The Automotive Research Centre has a strong track record of collaborations with the global automotive industry focussed on the modelling and optimisation of complex automotive systems for reliability and robustness. We have set up the interdisciplinary Advanced Automotive Analytics research laboratory with industry partnership and funding, to develop the next generation algorithms and decision support systems for intelligent personalised vehicle healthcare. Our approach, underpinned by the concept of an Automotive Analytics Factory, is to leverage rich engineering data sources available from across the systems lifecycle (design and development, manufacturing, use and retirement) to generate actionable insight from advanced systems diagnostics and prognostics. This is underpinned by a framework for knowledge-enabled machine learning, that integrates engineering knowledge with the data-driven machine learning models, to deliver high efficiency diagnostics and prognostics systems for complex systems application. The power of this approach has already been demonstrated with case studies conducted with our industrial partners.

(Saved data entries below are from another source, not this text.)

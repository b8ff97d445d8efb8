//! Command-line configuration.
//!
//! Every global option can also come from a `QUOTR_*` environment variable.

use clap::{Args, Parser, Subcommand};
use std::path::PathBuf;

const DEFAULT_DB_FILE_NAME: &str = "quotr.sqlite3";

#[derive(Debug, Parser)]
#[command(name = "quotr", version, about = "Track quotes from the books you read")]
pub struct Cli {
    /// SQLite catalog file; created and migrated on first use.
    #[arg(long, env = "QUOTR_DB", default_value = DEFAULT_DB_FILE_NAME, global = true)]
    pub db: PathBuf,

    /// Signed-in username. Required by every catalog command.
    #[arg(long, env = "QUOTR_USER", global = true)]
    pub user: Option<String>,

    /// trace|debug|info|warn|error. Defaults by build mode.
    #[arg(long, env = "QUOTR_LOG_LEVEL", global = true)]
    pub log_level: Option<String>,

    /// Absolute directory for rolling log files. Logging is off when unset.
    #[arg(long, env = "QUOTR_LOG_DIR", global = true)]
    pub log_dir: Option<PathBuf>,

    /// Print records as JSON instead of text.
    #[arg(long, global = true)]
    pub json: bool,

    #[command(subcommand)]
    pub command: Command,
}

#[derive(Debug, Subcommand)]
pub enum Command {
    /// Register a new user.
    Register { username: String },
    /// Manage books.
    #[command(subcommand)]
    Books(BookCommand),
    /// Manage quotes.
    #[command(subcommand)]
    Quotes(QuoteCommand),
}

#[derive(Debug, Subcommand)]
pub enum BookCommand {
    /// List your books, most recently modified first.
    List {
        #[arg(long, default_value_t = 1)]
        page: u32,
    },
    /// Show a book and the quotes attached to it.
    Show { id: i64 },
    Add(BookFields),
    Edit {
        id: i64,
        #[command(flatten)]
        fields: BookFields,
    },
    Delete { id: i64 },
}

#[derive(Debug, Args)]
pub struct BookFields {
    #[arg(long)]
    pub title: String,
    #[arg(long)]
    pub author: String,
}

#[derive(Debug, Subcommand)]
pub enum QuoteCommand {
    /// List your quotes by recency, or by relevance with `--search`.
    List {
        #[arg(long)]
        search: Option<String>,
        #[arg(long, default_value_t = 1)]
        page: u32,
    },
    Show { id: i64 },
    Add(QuoteFields),
    Edit {
        id: i64,
        #[command(flatten)]
        fields: QuoteFields,
    },
    Delete { id: i64 },
}

#[derive(Debug, Args)]
pub struct QuoteFields {
    #[arg(long)]
    pub book: i64,
    #[arg(long)]
    pub text: String,
    /// Page number in the book.
    #[arg(long = "page-number")]
    pub page_number: Option<u32>,
}
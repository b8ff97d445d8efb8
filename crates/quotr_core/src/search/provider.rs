//! Search provider contract and its error type.

use crate::db::DbError;
use crate::model::page::PageWindow;
use crate::model::quote::QuoteEntry;
use crate::model::user::UserId;
use crate::repo::RepoError;
use crate::search::terms::SearchTerms;
use std::error::Error;
use std::fmt::{Display, Formatter};

/// Result type for search APIs.
pub type SearchResult<T> = Result<T, SearchError>;

/// Search-layer error for query execution and result decoding.
#[derive(Debug)]
pub enum SearchError {
    /// The engine rejected the generated match expression.
    InvalidQuery {
        query: String,
        message: String,
    },
    Db(DbError),
    InvalidData(String),
}

impl Display for SearchError {
    fn fmt(&self, f: &mut Formatter<'_>) -> std::fmt::Result {
        match self {
            Self::InvalidQuery { query, message } => {
                write!(f, "invalid full-text query `{query}`: {message}")
            }
            Self::Db(err) => write!(f, "{err}"),
            Self::InvalidData(message) => write!(f, "invalid search row: {message}"),
        }
    }
}

impl Error for SearchError {
    fn source(&self) -> Option<&(dyn Error + 'static)> {
        match self {
            Self::InvalidQuery { .. } => None,
            Self::Db(err) => Some(err),
            Self::InvalidData(_) => None,
        }
    }
}

impl From<DbError> for SearchError {
    fn from(value: DbError) -> Self {
        Self::Db(value)
    }
}

impl From<rusqlite::Error> for SearchError {
    fn from(value: rusqlite::Error) -> Self {
        Self::Db(DbError::Sqlite(value))
    }
}

impl From<RepoError> for SearchError {
    fn from(value: RepoError) -> Self {
        match value {
            RepoError::Db(err) => Self::Db(err),
            RepoError::InvalidData(message) => Self::InvalidData(message),
            other => Self::InvalidData(other.to_string()),
        }
    }
}

/// Ranked text search over an owner's quotes.
///
/// Implementations match `terms` against a combined index of quote text,
/// book title and book author, and must never return quotes owned by anyone
/// other than `owner`.
pub trait SearchProvider {
    /// Counts the owner's quotes matching every term.
    fn count_matches(&self, owner: UserId, terms: &SearchTerms) -> SearchResult<u64>;

    /// Returns one window of matching quotes, most relevant first.
    ///
    /// Every returned entry carries `rank: Some(_)`, higher meaning more
    /// relevant.
    fn ranked_quotes(
        &self,
        owner: UserId,
        terms: &SearchTerms,
        window: PageWindow,
    ) -> SearchResult<Vec<QuoteEntry>>;
}
//! Field-level validation errors for user-supplied drafts.

use std::error::Error;
use std::fmt::{Display, Formatter};

/// Rejected input, always attributed to a single form field.
#[derive(Debug, Clone, PartialEq, Eq)]
pub enum ValidationError {
    /// Required field is empty after trimming.
    Blank { field: &'static str },
    /// Field exceeds its maximum length in characters.
    TooLong {
        field: &'static str,
        max_chars: usize,
        actual_chars: usize,
    },
    /// Referenced book does not exist.
    UnknownBook(i64),
    /// Value must be unique but is already taken.
    Duplicate { field: &'static str, value: String },
}

impl ValidationError {
    /// Name of the offending field, for form-level error placement.
    pub fn field(&self) -> &'static str {
        match self {
            Self::Blank { field } | Self::TooLong { field, .. } | Self::Duplicate { field, .. } => {
                *field
            }
            Self::UnknownBook(_) => "book",
        }
    }
}

impl Display for ValidationError {
    fn fmt(&self, f: &mut Formatter<'_>) -> std::fmt::Result {
        match self {
            Self::Blank { field } => write!(f, "{field}: this field is required"),
            Self::TooLong {
                field,
                max_chars,
                actual_chars,
            } => write!(
                f,
                "{field}: ensure this value has at most {max_chars} characters (it has {actual_chars})"
            ),
            Self::UnknownBook(id) => write!(f, "book: select a valid choice, {id} is not available"),
            Self::Duplicate { field, value } => write!(f, "{field}: `{value}` is already taken"),
        }
    }
}

impl Error for ValidationError {}

/// Rejects blank values and values longer than `max_chars`.
pub(crate) fn check_required(
    field: &'static str,
    value: &str,
    max_chars: usize,
) -> Result<(), ValidationError> {
    if value.trim().is_empty() {
        return Err(ValidationError::Blank { field });
    }
    check_max_chars(field, value, max_chars)
}

pub(crate) fn check_max_chars(
    field: &'static str,
    value: &str,
    max_chars: usize,
) -> Result<(), ValidationError> {
    let actual_chars = value.chars().count();
    if actual_chars > max_chars {
        return Err(ValidationError::TooLong {
            field,
            max_chars,
            actual_chars,
        });
    }
    Ok(())
}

We are now looking to further developments in this research, in particular to focus on knowledge extraction and integration across the design, manufacturing and operation phases. We are particularly interested in the integration of model based methods and causal reasoning modelling for the behaviour of the systems (as a behaviour centric digital twin), with data-driven modelling of driver, driving and system behaviour, focussed on extraction of tacit knowledge from complex data streams, to continuously update the system models. We are focussing on end-user applications including knowledge update for system design, data-driven modelling and simulation, and intelligent verification and validation, as well as integrated health management.
The Advanced Automotive Analytics provides a vibrant interdisciplinary environment, offering rich opportunities to interact with industry stakeholders (global OEMs) providing cases studies with real world data and problem scenarios.
This is a self-funded project.
We welcome applications from individual with a strong interest for data science methods applied in an automotive engineering systems modelling context.